Data records
=====
//! Lifecycle state and the status views handed to callers.

use chrono::{DateTime, Utc};
use serde::{Deserialize, Serialize};
use std::fmt;

/// Server lifecycle state.
#[derive(Debug, Clone, Copy, PartialEq, Eq, Hash, Serialize, Deserialize)]
#[serde(rename_all = "lowercase")]
pub enum LifecycleState {
    Stopped,
    Starting,
    Running,
    Stopping,
    /// Exited unexpectedly while no stop was requested.
    Crashed,
}

impl LifecycleState {
    /// True while a process is spawned for the server.
    pub const fn is_live(self) -> bool {
        matches!(self, Self::Starting | Self::Running | Self::Stopping)
    }

    pub const fn as_str(self) -> &'static str {
        match self {
            Self::Stopped => "stopped",
            Self::Starting => "starting",
            Self::Running => "running",
            Self::Stopping => "stopping",
            Self::Crashed => "crashed",
        }
    }
}

impl fmt::Display for LifecycleState {
    fn fmt(&self, f: &mut fmt::Formatter<'_>) -> fmt::Result {
        f.write_str(self.as_str())
    }
}

/// Metadata about a spawned process.
#[derive(Debug, Clone, PartialEq, Eq, Serialize, Deserialize)]
pub struct ProcessInfo {
    pub server_id: String,
    pub pid: Option<u32>,
    pub started_at: DateTime<Utc>,
}

/// A resource usage sample from the external sampler.
#[derive(Debug, Clone, Default, PartialEq, Serialize, Deserialize)]
pub struct ResourceUsage {
    /// CPU usage in percent of one core.
    pub cpu_percent: f64,
    /// Resident memory in bytes.
    pub memory_bytes: u64,
}

/// How a process ended.
#[derive(Debug, Clone, PartialEq, Eq, Serialize, Deserialize)]
pub struct ExitReport {
    pub server_id: String,
    /// Exit code, `None` when terminated by a signal.
    pub code: Option<i32>,
    /// `Stopped` or `Crashed`.
    pub state: LifecycleState,
    /// True if the process had to be killed.
    pub forced: bool,
    pub exited_at: DateTime<Utc>,
}

impl ExitReport {
    pub const fn crashed(&self) -> bool {
        matches!(self.state, LifecycleState::Crashed)
    }
}

/// Detailed status of one server.
#[derive(Debug, Clone, PartialEq, Serialize, Deserialize)]
pub struct ServerStatus {
    pub server_id: String,
    pub state: LifecycleState,
    #[serde(skip_serializing_if = "Option::is_none")]
    pub process: Option<ProcessInfo>,
    #[serde(skip_serializing_if = "Option::is_none")]
    pub usage: Option<ResourceUsage>,
    /// How the most recent process for this server ended.
    #[serde(skip_serializing_if = "Option::is_none")]
    pub last_exit: Option<ExitReport>,
}

/// One row of the server listing.
#[derive(Debug, Clone, PartialEq, Eq, Serialize, Deserialize)]
pub struct ServerSummary {
    pub server_id: String,
    pub state: LifecycleState,
    /// Seconds since start while running, else 0.
    pub uptime_secs: u64,
}

#[cfg(test)]
mod tests {
    use super::*;

    #[test]
    fn live_states() {
        assert!(LifecycleState::Starting.is_live());
        assert!(LifecycleState::Running.is_live());
        assert!(LifecycleState::Stopping.is_live());
        assert!(!LifecycleState::Stopped.is_live());
        assert!(!LifecycleState::Crashed.is_live());
    }

    #[test]
    fn state_serializes_lowercase() {
        let json = serde_json::to_string(&LifecycleState::Crashed).unwrap();
        assert_eq!(json, "\"crashed\"");
    }
}
//! Command handlers.
//!
//! Handlers are thin wrappers that:
//! 1. Parse/validate CLI-specific input
//! 2. Call the registry
//! 3. Format output for the terminal
//!
//! Supervisor failures are converted to [`crate::CliError`] so `main` can
//! pick the exit code.

pub mod list;
pub mod logs;
pub mod run;
pub mod set_property;
pub mod status;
=====
The full set of records above must be retyped exactly.

//! Lifecycle state and the status views handed to callers.

use chrono::{DateTime, Utc};
use serde::{Deserialize, Serialize};
use std::fmt;

/// Server lifecycle state.
#[derive(Debug, Clone, Copy, PartialEq, Eq, Hash, Serialize, Deserialize)]
#[serde(rename_all = "lowercase")]
pub enum LifecycleState {
    Stopped,
    Starting,
    Running,
    Stopping,
    /// Exited unexpectedly while no stop was requested.
    Crashed,
}

impl LifecycleState {
    /// True while a process is spawned for the server.
    pub const fn is_live(self) -> bool {
        matches!(self, Self::Starting | Self::Running | Self::Stopping)
    }

    pub const fn as_str(self) -> &'static str {
        match self {
            Self::Stopped => "stopped",
            Self::Starting => "starting",
            Self::Running => "running",
            Self::Stopping => "stopping",
            Self::Crashed => "crashed",
        }
    }
}

impl fmt::Display for LifecycleState {
    fn fmt(&self, f: &mut fmt::Formatter<'_>) -> fmt::Result {
        f.write_str(self.as_str())
    }
}

/// Metadata about a spawned process.
#[derive(Debug, Clone, PartialEq, Eq, Serialize, Deserialize)]
pub struct ProcessInfo {
    pub server_id: String,
    pub pid: Option<u32>,
    pub started_at: DateTime<Utc>,
}

/// A resource usage sample from the external sampler.
#[derive(Debug, Clone, Default, PartialEq, Serialize, Deserialize)]
pub struct ResourceUsage {
    /// CPU usage in percent of one core.
    pub cpu_percent: f64,
    /// Resident memory in bytes.
    pub memory_bytes: u64,
}

/// How a process ended.
#[derive(Debug, Clone, PartialEq, Eq, Serialize, Deserialize)]
pub struct ExitReport {
    pub server_id: String,
    /// Exit code, `None` when terminated by a signal.
    pub code: Option<i32>,
    /// `Stopped` or `Crashed`.
    pub state: LifecycleState,
    /// True if the process had to be killed.
    pub forced: bool,
    pub exited_at: DateTime<Utc>,
}

impl ExitReport {
    pub const fn crashed(&self) -> bool {
        matches!(self.state, LifecycleState::Crashed)
    }
}

/// Detailed status of one server.
#[derive(Debug, Clone, PartialEq, Serialize, Deserialize)]
pub struct ServerStatus {
    pub server_id: String,
    pub state: LifecycleState,
    #[serde(skip_serializing_if = "Option::is_none")]
    pub process: Option<ProcessInfo>,
    #[serde(skip_serializing_if = "Option::is_none")]
    pub usage: Option<ResourceUsage>,
    /// How the most recent process for this server ended.
    #[serde(skip_serializing_if = "Option::is_none")]
    pub last_exit: Option<ExitReport>,
}

/// One row of the server listing.
#[derive(Debug, Clone, PartialEq, Eq, Serialize, Deserialize)]
pub struct ServerSummary {
    pub server_id: String,
    pub state: LifecycleState,
    /// Seconds since start while running, else 0.
    pub uptime_secs: u64,
}

#[cfg(test)]
mod tests {
    use super::*;

    #[test]
    fn live_states() {
        assert!(LifecycleState::Starting.is_live());
        assert!(LifecycleState::Running.is_live());
        assert!(LifecycleState::Stopping.is_live());
        assert!(!LifecycleState::Stopped.is_live());
        assert!(!LifecycleState::Crashed.is_live());
    }

    #[test]
    fn state_serializes_lowercase() {
        let json = serde_json::to_string(&LifecycleState::Crashed).unwrap();
        assert_eq!(json, "\"crashed\"");
    }
}
//! Command handlers.
//!
//! Handlers are thin wrappers that:
//! 1. Parse/validate CLI-specific input
//! 2. Call the registry
//! 3. Format output for the terminal
//!
//! Supervisor failures are converted to [`crate::CliError`] so `main` can
//! pick the exit code.

pub mod list;
pub mod logs;
pub mod run;
pub mod set_property;
pub mod status;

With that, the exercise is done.